In München wurde bereits vor Monaten auf Initiative der Münchner Gewerkschaftslinken/Vernetzung für kämpferische Gewerkschaften (MGL/VKG) ein Streiksolidaritätskomitee ins Leben gerufen. Dadurch konnten im Vorfeld Vorbehalte gegen GDL ausgeräumt, Kontakte zu den Ortsgruppen der GDL geknüpft und für den 12.8. eine gemeinsame Aktion organisiert werden. So gelang es, am Donnerstag vor dem Hauptbahnhof eine kleine Kundgebung auf die Beine zu stellen, auf der Gewerkschafter:innen von GDL, IG Metall, Ver.di bis hin zu Einzelnen von der EVG, Sozialist:innen von ISO über DKP bis GAM und auch Klimaaktivist:innen gemeinsam Lieder sangen, in Redebeiträgen den Streik gesamtgesellschaftlich einbetteten und die Notwendigkeit der Solidarität bekräftigten.

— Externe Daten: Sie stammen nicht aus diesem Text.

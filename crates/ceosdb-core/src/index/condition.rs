//! Attribute conditions evaluated at decision-tree nodes

use crate::classifier::label::RepeatCycleLabel;
use crate::model::{AltitudeClass, InclinationClass, LstClass, OrbitClasses, OrbitType};

/// A single-attribute predicate over a mission's orbit classes
#[derive(Debug, Clone, Copy, PartialEq, Eq, Hash)]
pub enum AttributeCondition {
    /// `orbit_type == Geostationary`
    Geostationary,
    /// `orbit_type` is sun-synchronous or inclined non-sun-synchronous
    LowEarth,
    /// `orbit_type == Highly elliptical`
    HighlyElliptical,
    /// `orbit_type == Sun-synchronous`
    SunSynchronous,
    Inclination(InclinationClass),
    Altitude(AltitudeClass),
    Lst(LstClass),
    RepeatCycle(RepeatCycleLabel),
}

impl AttributeCondition {
    pub fn matches(&self, attrs: &OrbitClasses) -> bool {
        match self {
            AttributeCondition::Geostationary => {
                attrs.orbit_type == Some(OrbitType::Geostationary)
            }
            AttributeCondition::LowEarth => matches!(
                attrs.orbit_type,
                Some(OrbitType::SunSynchronous) | Some(OrbitType::InclinedNonSunSynchronous)
            ),
            AttributeCondition::HighlyElliptical => {
                attrs.orbit_type == Some(OrbitType::HighlyElliptical)
            }
            AttributeCondition::SunSynchronous => {
                attrs.orbit_type == Some(OrbitType::SunSynchronous)
            }
            AttributeCondition::Inclination(class) => attrs.inclination == Some(*class),
            AttributeCondition::Altitude(class) => attrs.altitude == Some(*class),
            AttributeCondition::Lst(class) => attrs.lst == Some(*class),
            AttributeCondition::RepeatCycle(label) => label.matches(attrs.repeat_cycle),
        }
    }
}

#[cfg(test)]
mod tests {
    use super::*;
    use crate::model::RepeatCycleClass;

    #[test]
    fn test_low_earth_covers_both_leo_types() {
        let sso = OrbitClasses {
            orbit_type: Some(OrbitType::SunSynchronous),
            ..OrbitClasses::default()
        };
        let inclined = OrbitClasses {
            orbit_type: Some(OrbitType::InclinedNonSunSynchronous),
            ..OrbitClasses::default()
        };
        let geo = OrbitClasses {
            orbit_type: Some(OrbitType::Geostationary),
            ..OrbitClasses::default()
        };
        assert!(AttributeCondition::LowEarth.matches(&sso));
        assert!(AttributeCondition::LowEarth.matches(&inclined));
        assert!(!AttributeCondition::LowEarth.matches(&geo));
        assert!(AttributeCondition::SunSynchronous.matches(&sso));
        assert!(!AttributeCondition::SunSynchronous.matches(&inclined));
    }

    #[test]
    fn test_missing_repeat_cycle_matches_nrc() {
        let none = OrbitClasses::default();
        let short = OrbitClasses {
            repeat_cycle: Some(RepeatCycleClass::Short),
            ..OrbitClasses::default()
        };
        let nrc = AttributeCondition::RepeatCycle(RepeatCycleLabel::NoRepeatCycle);
        assert!(nrc.matches(&none));
        assert!(!nrc.matches(&short));
        assert!(AttributeCondition::RepeatCycle(RepeatCycleLabel::Short).matches(&short));
    }
}
//! Classification run.
//!
//! Hydrates the catalog, builds the mission attribute index, labels every
//! subject group and replaces the stored results. The run is all-or-nothing:
//! a failure before or during the write leaves the previous results intact.

use ceosdb_core::model::ClassificationResult;
use ceosdb_core::types::{RunContext, RunId};
use ceosdb_core::{classify_all, log_op_end, log_op_error, log_op_start};
use ceosdb_core::{GateThresholds, MissionAttributeIndex};
use ceosdb_store::errors::Result;
use ceosdb_store::repo::hydration::load_catalog;
use ceosdb_store::repo::results::replace_results;
use rusqlite::Connection;
use serde::Serialize;

/// Options for a classification run
#[derive(Debug, Clone, Copy, Default, PartialEq)]
pub struct ClassifyOptions {
    pub thresholds: GateThresholds,
    /// Compute labels without writing them
    pub dry_run: bool,
}

/// Outcome of a classification run
#[derive(Debug, Clone, PartialEq, Eq, Serialize)]
pub struct ClassifyOutcome {
    pub run_id: RunId,
    pub started_at: i64,
    /// Missions with a known orbit type
    pub population: usize,
    pub group_count: usize,
    /// Groups that received a label
    pub labelled_count: usize,
    /// Whether the results were written to the store
    pub persisted: bool,
    pub results: Vec<ClassificationResult>,
}

/// Run the classifier over the stored catalog
///
/// ## Errors
///
/// - `Persistence`: the catalog could not be read or the results could not
///   be written. Nothing is committed in either case.
pub fn classify_catalog(conn: &mut Connection, options: &ClassifyOptions) -> Result<ClassifyOutcome> {
    let run = RunContext::new(chrono::Utc::now().timestamp());
    log_op_start!(
        "classify",
        run_id = run.run_id.as_str(),
        dry_run = options.dry_run
    );
    let start = std::time::Instant::now();

    let outcome = classify_impl(conn, options, &run).map_err(|e| {
        log_op_error!(
            "classify",
            e.clone(),
            duration_ms = start.elapsed().as_millis() as u64,
            run_id = run.run_id.as_str()
        );
        e
    })?;

    log_op_end!(
        "classify",
        duration_ms = start.elapsed().as_millis() as u64,
        run_id = run.run_id.as_str(),
        population = outcome.population,
        group_count = outcome.group_count,
        labelled_count = outcome.labelled_count
    );

    Ok(outcome)
}

fn classify_impl(
    conn: &mut Connection,
    options: &ClassifyOptions,
    run: &RunContext,
) -> Result<ClassifyOutcome> {
    let catalog = load_catalog(conn)?;
    let index = MissionAttributeIndex::build(&catalog);
    let results = classify_all(&index, options.thresholds);

    let persisted = if options.dry_run {
        false
    } else {
        replace_results(conn, &results, run)?;
        true
    };

    Ok(ClassifyOutcome {
        run_id: run.run_id.clone(),
        started_at: run.started_at,
        population: index.population_count(),
        group_count: results.len(),
        labelled_count: results.iter().filter(|r| r.label.is_some()).count(),
        persisted,
        results,
    })
}

#[cfg(test)]
mod tests {
    use super::*;
    use ceosdb_store::db::open_in_memory;
    use ceosdb_store::repo::results::list_results;

    #[test]
    fn test_empty_catalog_classifies_nothing() {
        let mut conn = open_in_memory().unwrap();

        let outcome = classify_catalog(&mut conn, &ClassifyOptions::default()).unwrap();

        assert_eq!(outcome.population, 0);
        assert!(outcome.results.is_empty());
        assert!(outcome.persisted);
    }

    #[test]
    fn test_dry_run_writes_nothing() {
        let mut conn = open_in_memory().unwrap();
        let options = ClassifyOptions {
            dry_run: true,
            ..ClassifyOptions::default()
        };

        let outcome = classify_catalog(&mut conn, &options).unwrap();

        assert!(!outcome.persisted);
        assert!(list_results(&conn, None).unwrap().is_empty());
    }
}
//! Seed import command
//!
//! Usage: ceosdb seed import <PATH>

use super::Context;
use ceosdb_engine::{apply_engine_command, EngineCommand, EngineCommandResult};
use clap::{Args, Subcommand};
use std::path::PathBuf;

#[derive(Debug, Args)]
pub struct SeedArgs {
    #[command(subcommand)]
    pub command: SeedCommand,
}

#[derive(Debug, Subcommand)]
pub enum SeedCommand {
    /// Import a seed file, or every .yaml/.yml file of a directory
    Import(ImportArgs),
}

#[derive(Debug, Args)]
pub struct ImportArgs {
    /// Path to seed YAML file or directory
    pub path: PathBuf,
}

/// Execute seed command
pub fn execute(ctx: &Context, args: SeedArgs) -> anyhow::Result<()> {
    match args.command {
        SeedCommand::Import(import_args) => execute_import(ctx, import_args),
    }
}

fn execute_import(ctx: &Context, args: ImportArgs) -> anyhow::Result<()> {
    let mut conn = ctx.open_store()?;

    let cmd = EngineCommand::SeedImport { path: args.path };
    let EngineCommandResult::SeedImport(reports) = apply_engine_command(cmd, &mut conn)? else {
        anyhow::bail!("unexpected engine result for seed import");
    };

    for report in reports {
        println!(
            "✓ Imported {} missions, {} instruments (digest: {})",
            report.missions, report.instruments, report.seed_digest
        );
    }
    Ok(())
}
use ceosdb_core::model::{
    AltitudeClass, InclinationClass, LstClass, OrbitClasses, OrbitType, RepeatCycleClass,
};
use ceosdb_core::{Catalog, Instrument, Mission};

/// Builds catalogs mission by mission for classifier tests
#[allow(dead_code)]
pub struct CatalogBuilder {
    catalog: Catalog,
    next_mission: i64,
    next_instrument: i64,
}

#[allow(dead_code)]
impl CatalogBuilder {
    pub fn new() -> Self {
        Self {
            catalog: Catalog::new(),
            next_mission: 1,
            next_instrument: 1,
        }
    }

    /// Add `count` missions with the same classes; returns their ids
    pub fn missions(&mut self, count: usize, classes: OrbitClasses) -> Vec<i64> {
        (0..count)
            .map(|_| {
                let id = self.next_mission;
                self.next_mission += 1;
                self.catalog
                    .insert_mission(Mission::new(id, format!("SAT-{id}")).with_classes(classes.clone()));
                id
            })
            .collect()
    }

    /// Add one instrument with the given technology carried by `mission_ids`
    pub fn instrument(&mut self, technology: &str, mission_ids: &[i64]) -> i64 {
        let id = self.next_instrument;
        self.next_instrument += 1;
        self.catalog.insert_instrument(
            Instrument::new(id, format!("INS-{id}"))
                .with_technology(technology)
                .carried_by(mission_ids.iter().copied()),
        );
        id
    }

    pub fn build(self) -> Catalog {
        self.catalog
    }
}

#[allow(dead_code)]
pub fn orbit(orbit_type: OrbitType) -> OrbitClasses {
    OrbitClasses {
        orbit_type: Some(orbit_type),
        ..OrbitClasses::default()
    }
}

#[allow(dead_code)]
pub fn sso(lst: Option<LstClass>, repeat_cycle: Option<RepeatCycleClass>) -> OrbitClasses {
    OrbitClasses {
        orbit_type: Some(OrbitType::SunSynchronous),
        inclination: Some(InclinationClass::NearPolar),
        altitude: Some(AltitudeClass::VeryLow),
        lst,
        repeat_cycle,
    }
}

#[allow(dead_code)]
pub fn inclined(
    inclination: Option<InclinationClass>,
    altitude: Option<AltitudeClass>,
    repeat_cycle: Option<RepeatCycleClass>,
) -> OrbitClasses {
    OrbitClasses {
        orbit_type: Some(OrbitType::InclinedNonSunSynchronous),
        inclination,
        altitude,
        lst: None,
        repeat_cycle,
    }
}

Der Arbeitskampf der GDL geht weiter. Im Unterschied zu so manch anderer Tarifrunde des letzten Jahres, in der es vor Ort teils schwierig war, Kontakte aufzubauen, wird Solidarität mit großer Dankbarkeit entgegengenommen. Die Streikposten vor den Bahnhöfen bieten einen niedrigschwelligen Zugang: Man kann sich in den verschiedensten Städten direkt anschließen und mit der Streikzeitung auf Bahnreisende zuzugehen. In Städten wie Berlin wurden bereits gute Erfahrungen gesammelt und auch aus der Klimabewegung, wie etwa von der Leipziger «Students for Future Gruppe», werden Solidaritätserklärungen geschickt.